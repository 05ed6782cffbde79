mod app;
mod logging;

use std::process::ExitCode;

use collector_logging::collector_error;

fn main() -> ExitCode {
    // A missing .env file is fine; the variables may come from the environment.
    let dotenv = dotenvy::dotenv();
    logging::initialize_from_env();
    if let Err(err) = dotenv {
        if !err.not_found() {
            collector_error!("failed to read .env: {err}");
        }
    }

    match app::run() {
        Ok(report) => {
            app::log_report(&report);
            ExitCode::SUCCESS
        }
        Err(err) => {
            collector_error!("{err:#}");
            ExitCode::FAILURE
        }
    }
}
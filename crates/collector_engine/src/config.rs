use std::fmt;
use std::path::PathBuf;
use std::time::Duration;

use crate::{ExportOptions, FetchSettings, RequestParams, RetryPolicy};

pub const DEFAULT_BASE_URL: &str = "http://apis.data.go.kr/1471000/HtfsInfoService03/getHtfsItem01";

pub const ENV_API_KEY: &str = "API_KEY";
pub const ENV_BASE_URL: &str = "COLLECTOR_BASE_URL";
pub const ENV_NUM_OF_ROWS: &str = "COLLECTOR_NUM_OF_ROWS";
pub const ENV_MAX_RETRIES: &str = "COLLECTOR_MAX_RETRIES";
pub const ENV_RETRY_DELAY_MS: &str = "COLLECTOR_RETRY_DELAY_MS";
pub const ENV_OUTPUT_DIR: &str = "COLLECTOR_OUTPUT_DIR";
pub const ENV_REQUEST_TIMEOUT_SECS: &str = "COLLECTOR_REQUEST_TIMEOUT_SECS";

#[derive(Debug, Clone, PartialEq, Eq, thiserror::Error)]
pub enum ConfigError {
    #[error("API_KEY is not set (add it to the environment or a .env file)")]
    MissingApiKey,
    #[error("{var}={value:?} is invalid: {reason}")]
    Invalid {
        var: &'static str,
        value: String,
        reason: &'static str,
    },
}

/// Everything a run needs. The service key is supplied here and nowhere else.
#[derive(Clone)]
pub struct CollectorConfig {
    pub base_url: String,
    pub service_key: String,
    pub num_of_rows: u32,
    pub response_type: String,
    pub retry: RetryPolicy,
    pub fetch: FetchSettings,
    pub export: ExportOptions,
}

impl CollectorConfig {
    pub fn new(service_key: impl Into<String>) -> Self {
        Self {
            base_url: DEFAULT_BASE_URL.to_string(),
            service_key: service_key.into(),
            num_of_rows: 100,
            response_type: "json".to_string(),
            retry: RetryPolicy::default(),
            fetch: FetchSettings::default(),
            export: ExportOptions::default(),
        }
    }

    pub fn from_env() -> Result<Self, ConfigError> {
        Self::from_lookup(|var| std::env::var(var).ok())
    }

    /// Builds the config from `lookup`, which returns the raw value of an
    /// environment variable.
    pub fn from_lookup<F>(lookup: F) -> Result<Self, ConfigError>
    where
        F: Fn(&str) -> Option<String>,
    {
        let service_key = lookup(ENV_API_KEY)
            .map(|key| key.trim().to_string())
            .filter(|key| !key.is_empty())
            .ok_or(ConfigError::MissingApiKey)?;
        let mut config = Self::new(service_key);

        if let Some(base_url) = non_empty(&lookup, ENV_BASE_URL) {
            config.base_url = base_url;
        }
        if let Some(rows) = parse_positive(&lookup, ENV_NUM_OF_ROWS)? {
            config.num_of_rows = rows;
        }
        if let Some(retries) = parse_positive(&lookup, ENV_MAX_RETRIES)? {
            config.retry.max_retries = retries;
        }
        if let Some(raw) = non_empty(&lookup, ENV_RETRY_DELAY_MS) {
            let millis = raw.parse::<u64>().map_err(|_| ConfigError::Invalid {
                var: ENV_RETRY_DELAY_MS,
                value: raw.clone(),
                reason: "expected milliseconds",
            })?;
            config.retry.delay = Duration::from_millis(millis);
        }
        if let Some(secs) = parse_positive(&lookup, ENV_REQUEST_TIMEOUT_SECS)? {
            config.fetch.request_timeout = Duration::from_secs(u64::from(secs));
        }
        if let Some(dir) = non_empty(&lookup, ENV_OUTPUT_DIR) {
            config.export.output_dir = PathBuf::from(dir);
        }
        Ok(config)
    }

    /// Request parameters for the first page.
    pub fn request_params(&self) -> RequestParams {
        RequestParams::new(&self.service_key, self.num_of_rows, &self.response_type)
    }
}

impl fmt::Debug for CollectorConfig {
    fn fmt(&self, f: &mut fmt::Formatter<'_>) -> fmt::Result {
        f.debug_struct("CollectorConfig")
            .field("base_url", &self.base_url)
            .field("service_key", &"<redacted>")
            .field("num_of_rows", &self.num_of_rows)
            .field("response_type", &self.response_type)
            .field("retry", &self.retry)
            .field("fetch", &self.fetch)
            .field("export", &self.export)
            .finish()
    }
}

fn non_empty<F>(lookup: &F, var: &str) -> Option<String>
where
    F: Fn(&str) -> Option<String>,
{
    lookup(var)
        .map(|value| value.trim().to_string())
        .filter(|value| !value.is_empty())
}

fn parse_positive<F>(lookup: &F, var: &'static str) -> Result<Option<u32>, ConfigError>
where
    F: Fn(&str) -> Option<String>,
{
    let Some(raw) = non_empty(lookup, var) else {
        return Ok(None);
    };
    match raw.parse::<u32>() {
        Ok(value) if value > 0 => Ok(Some(value)),
        _ => Err(ConfigError::Invalid {
            var,
            value: raw,
            reason: "expected a positive integer",
        }),
    }
}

.....

Aim of the exercise> Where a line in the entries holds "PathBuf", copy that line.

Completed exercise>
use std::path::PathBuf;
            config.export.output_dir = PathBuf::from(dir);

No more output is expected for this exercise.